林路时理所当然道:“拿了全年级第一难道不值得一个奖励么。”
祝吟接过盒子,突然有点愧疚了,抬眼看他:“那你之前拿了那么多第一,我也没给你送礼物。”
“我不一样。”他微微摇头。
“哪不一样?”
“我是经常拿,就没有特殊性了,但这不是你上高中来第一次么。”林路时开始慢悠悠解释,低下头,和祝吟齐平视线。
路灯的微光映在她眼睛里,亮亮的,林路时轻声笑了笑:“庆祝你超过了我。”
祝吟:?
哪有人被超过了还这么开心的?这对吗?
被林路时这么盯着,她有些不好意思,直接别过头,小声嘟囔着:“我那是让着你。”
林路时不予回复,也不知道是不是默认接受了这个说法。
祝吟拿起盒子仔细看了一眼,发现是她很喜欢的一个品牌的拼图。她一直很喜欢收集这些,觉得拼起来很解压,有时候一拼就是一整天。

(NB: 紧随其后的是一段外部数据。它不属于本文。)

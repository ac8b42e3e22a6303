//! Inactivity scanner
//!
//! Recurring batch job: users with no bet inside the trailing window get a
//! reminder event. The two bulk queries are fatal for a run; everything
//! after that is best-effort per user. The scan keeps no state between
//! runs, so re-running it is always safe.

use chrono::{Duration, Utc};
use futures::future::join_all;
use std::collections::HashSet;
use std::sync::Arc;
use tokio::time::{interval, Duration as TokioDuration};
use tracing::{error, info, instrument, warn};

use crate::domain::NotificationEvent;
use crate::error::Result;
use crate::services::traits::{BetActivity, Notifier, UserDirectory};

/// Outcome of one scan run
#[derive(Debug, Clone)]
pub struct ScanReport {
    /// Ids of users with no bet inside the window, sorted for stable logs
    pub inactive: Vec<i64>,
    /// Reminders accepted by the dispatch boundary
    pub notified: usize,
    /// Per-user lookups or dispatches that failed (logged, not retried)
    pub failed: usize,
}

/// Periodic reminder job over the bet and user tables
pub struct InactivityScanner {
    activity: Arc<dyn BetActivity>,
    users: Arc<dyn UserDirectory>,
    notifier: Arc<dyn Notifier>,
    window: Duration,
}

impl InactivityScanner {
    pub fn new(
        activity: Arc<dyn BetActivity>,
        users: Arc<dyn UserDirectory>,
        notifier: Arc<dyn Notifier>,
        window: Duration,
    ) -> Self {
        Self {
            activity,
            users,
            notifier,
            window,
        }
    }

    /// One full scan based purely on current data.
    #[instrument(skip(self))]
    pub async fn run_scan(&self) -> Result<ScanReport> {
        let cutoff = Utc::now() - self.window;

        let active: HashSet<i64> = self.activity.active_user_ids_since(cutoff).await?;
        let all_ids = self.users.all_user_ids().await?;

        let mut inactive: Vec<i64> = all_ids
            .into_iter()
            .filter(|id| !active.contains(id))
            .collect();
        inactive.sort_unstable();

        // Independent per-user fan-out; a failure for one user never
        // aborts the others.
        let results = join_all(inactive.iter().map(|&id| self.remind(id))).await;

        let notified = results.iter().filter(|r| r.is_ok()).count();
        let failed = results.len() - notified;

        info!(
            inactive = inactive.len(),
            notified, failed, "inactivity scan complete"
        );

        Ok(ScanReport {
            inactive,
            notified,
            failed,
        })
    }

    async fn remind(&self, user_id: i64) -> Result<()> {
        let result = async {
            let user = self.users.user_by_id(user_id).await?;
            self.notifier
                .publish(&NotificationEvent::remind_to_bet(user))
                .await
        }
        .await;

        if let Err(ref e) = result {
            warn!(user_id, error = %e, "failed to send inactivity reminder");
        }
        result
    }

    /// Spawn the recurring scan loop. Runs until the task is aborted or
    /// the runtime shuts down.
    pub fn start(self: Arc<Self>, every: TokioDuration) -> tokio::task::JoinHandle<()> {
        tokio::spawn(async move {
            let mut tick = interval(every);

            loop {
                tick.tick().await;

                if let Err(e) = self.run_scan().await {
                    error!("Inactivity scan failed: {}", e);
                }
            }
        })
    }
}
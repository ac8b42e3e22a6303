//! In-memory implementations of the boundary traits for unit tests

use async_trait::async_trait;
use chrono::{DateTime, Utc};
use rust_decimal::Decimal;
use std::collections::{HashMap, HashSet};
use std::sync::atomic::{AtomicBool, AtomicUsize, Ordering};
use std::sync::{Arc, Mutex};
use uuid::Uuid;

use crate::domain::{NewBet, NotificationEvent, PricedGame, User};
use crate::error::{LotoError, Result};
use crate::services::traits::{
    BetActivity, BetLedger, CartPolicy, GameCatalog, LedgerTx, Notifier, UserDirectory,
};

pub fn sample_user(id: i64) -> User {
    User {
        id,
        secure_id: Uuid::new_v4(),
        name: format!("Player {id}"),
        cpf: format!("000.000.000-{id:02}"),
        email: format!("player{id}@example.com"),
        password_hash: "hash".to_string(),
        created_at: Utc::now(),
        updated_at: Utc::now(),
    }
}

// ==================== Catalog / cart / users ====================

#[derive(Default, Clone)]
pub struct InMemoryCatalog {
    games: HashMap<String, PricedGame>,
}

impl InMemoryCatalog {
    pub fn new() -> Self {
        Self::default()
    }

    pub fn with_game(mut self, game_type: &str, game_id: i64, price: Decimal) -> Self {
        self.games
            .insert(game_type.to_string(), PricedGame { game_id, price });
        self
    }
}

#[async_trait]
impl GameCatalog for InMemoryCatalog {
    async fn price_of(&self, game_type: &str) -> Result<PricedGame> {
        self.games
            .get(game_type)
            .copied()
            .ok_or_else(|| LotoError::GameNotFound(game_type.to_string()))
    }
}

#[derive(Clone, Copy)]
pub struct FixedCart(pub Decimal);

#[async_trait]
impl CartPolicy for FixedCart {
    async fn minimum_required(&self) -> Result<Decimal> {
        Ok(self.0)
    }
}

#[derive(Default, Clone)]
pub struct InMemoryUsers {
    users: HashMap<i64, User>,
}

impl InMemoryUsers {
    pub fn new() -> Self {
        Self::default()
    }

    pub fn with_user(mut self, user: User) -> Self {
        self.users.insert(user.id, user);
        self
    }
}

#[async_trait]
impl UserDirectory for InMemoryUsers {
    async fn user_by_id(&self, user_id: i64) -> Result<User> {
        self.users
            .get(&user_id)
            .cloned()
            .ok_or(LotoError::UserNotFound(user_id))
    }

    async fn all_user_ids(&self) -> Result<Vec<i64>> {
        let mut ids: Vec<i64> = self.users.keys().copied().collect();
        ids.sort_unstable();
        Ok(ids)
    }
}

// ==================== Bet activity ====================

#[derive(Default, Clone)]
pub struct InMemoryActivity {
    bets: Vec<(i64, DateTime<Utc>)>,
}

impl InMemoryActivity {
    pub fn new() -> Self {
        Self::default()
    }

    pub fn with_bet(mut self, user_id: i64, created_at: DateTime<Utc>) -> Self {
        self.bets.push((user_id, created_at));
        self
    }
}

#[async_trait]
impl BetActivity for InMemoryActivity {
    async fn active_user_ids_since(&self, cutoff: DateTime<Utc>) -> Result<HashSet<i64>> {
        Ok(self
            .bets
            .iter()
            .filter(|(_, created_at)| *created_at > cutoff)
            .map(|(user_id, _)| *user_id)
            .collect())
    }
}

// ==================== Ledger ====================

/// Transactional ledger over a plain Vec: rows stay staged until commit,
/// mirroring the visibility rule of the real store.
#[derive(Default, Clone)]
pub struct InMemoryLedger {
    committed: Arc<Mutex<Vec<NewBet>>>,
    begun: Arc<AtomicUsize>,
    fail_writes: Arc<AtomicBool>,
}

impl InMemoryLedger {
    pub fn failing_writes(self) -> Self {
        self.fail_writes.store(true, Ordering::SeqCst);
        self
    }

    /// Rows visible to other readers (committed only)
    pub fn committed(&self) -> Vec<NewBet> {
        self.committed.lock().unwrap().clone()
    }

    /// How many transactions were ever opened
    pub fn begun(&self) -> usize {
        self.begun.load(Ordering::SeqCst)
    }
}

struct InMemoryTx {
    staged: Vec<NewBet>,
    committed: Arc<Mutex<Vec<NewBet>>>,
    fail_writes: bool,
}

#[async_trait]
impl LedgerTx for InMemoryTx {
    async fn write(&mut self, bet: &NewBet) -> Result<()> {
        if self.fail_writes {
            return Err(LotoError::Internal("simulated write failure".to_string()));
        }
        self.staged.push(bet.clone());
        Ok(())
    }

    async fn commit(mut self: Box<Self>) -> Result<()> {
        let staged = std::mem::take(&mut self.staged);
        self.committed.lock().unwrap().extend(staged);
        Ok(())
    }

    async fn rollback(self: Box<Self>) -> Result<()> {
        Ok(())
    }
}

#[async_trait]
impl BetLedger for InMemoryLedger {
    async fn begin(&self) -> Result<Box<dyn LedgerTx>> {
        self.begun.fetch_add(1, Ordering::SeqCst);
        Ok(Box::new(InMemoryTx {
            staged: Vec::new(),
            committed: Arc::clone(&self.committed),
            fail_writes: self.fail_writes.load(Ordering::SeqCst),
        }))
    }
}

// ==================== Notifier ====================

#[derive(Default, Clone)]
pub struct RecordingNotifier {
    events: Arc<Mutex<Vec<NotificationEvent>>>,
    fail_all: Arc<AtomicBool>,
    fail_for_user: Arc<Mutex<Option<i64>>>,
}

impl RecordingNotifier {
    pub fn failing(self) -> Self {
        self.fail_all.store(true, Ordering::SeqCst);
        self
    }

    pub fn failing_for_user(self, user_id: i64) -> Self {
        *self.fail_for_user.lock().unwrap() = Some(user_id);
        self
    }

    pub fn events(&self) -> Vec<NotificationEvent> {
        self.events.lock().unwrap().clone()
    }
}

#[async_trait]
impl Notifier for RecordingNotifier {
    async fn publish(&self, event: &NotificationEvent) -> Result<()> {
        if self.fail_all.load(Ordering::SeqCst) {
            return Err(LotoError::NotificationFailed(
                "simulated dispatch rejection".to_string(),
            ));
        }
        if *self.fail_for_user.lock().unwrap() == Some(event.user.id) {
            return Err(LotoError::NotificationFailed(
                "simulated per-user rejection".to_string(),
            ));
        }
        self.events.lock().unwrap().push(event.clone());
        Ok(())
    }
}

林路时送她的这个还是限量发售的,她原本想抢的,但是忘记了时间,没想到他居然买来了。
“可惜今天拼不了了,”祝吟有些遗憾地说,“等周末放假的时候拼吧。”
林路时试探着问:“就一天假,拼的完吗?”
“当然了!”祝吟立即扬了扬下巴,“我是谁啊,这对我来说简直是小意思。”
她可是有多年经验的,对自己的拼图速度有着绝对的自信。
林路时叹了口气,决定不拐弯抹角了:“我的意思是,我想和你一起拼。”
“啊?”
祝吟难得卡壳。
“哦,”过了会儿,她补充了一句,“到时候我去你家找你就是了。”
周日,祝吟在林路时家客厅的地摊上拼图。
阳光透过落地窗,刚好洒在他们面前。一个人拼有一个人拼的好处,两个人拼也有两个人拼的乐趣。
祝吟提前把拼图分好类,这样速度会快不少。
进度到一半时,林路时将一块拼图按进正确的位置,拇指用了点力气,他忽然开口,视线还落在地面上:“你最近话变少了。”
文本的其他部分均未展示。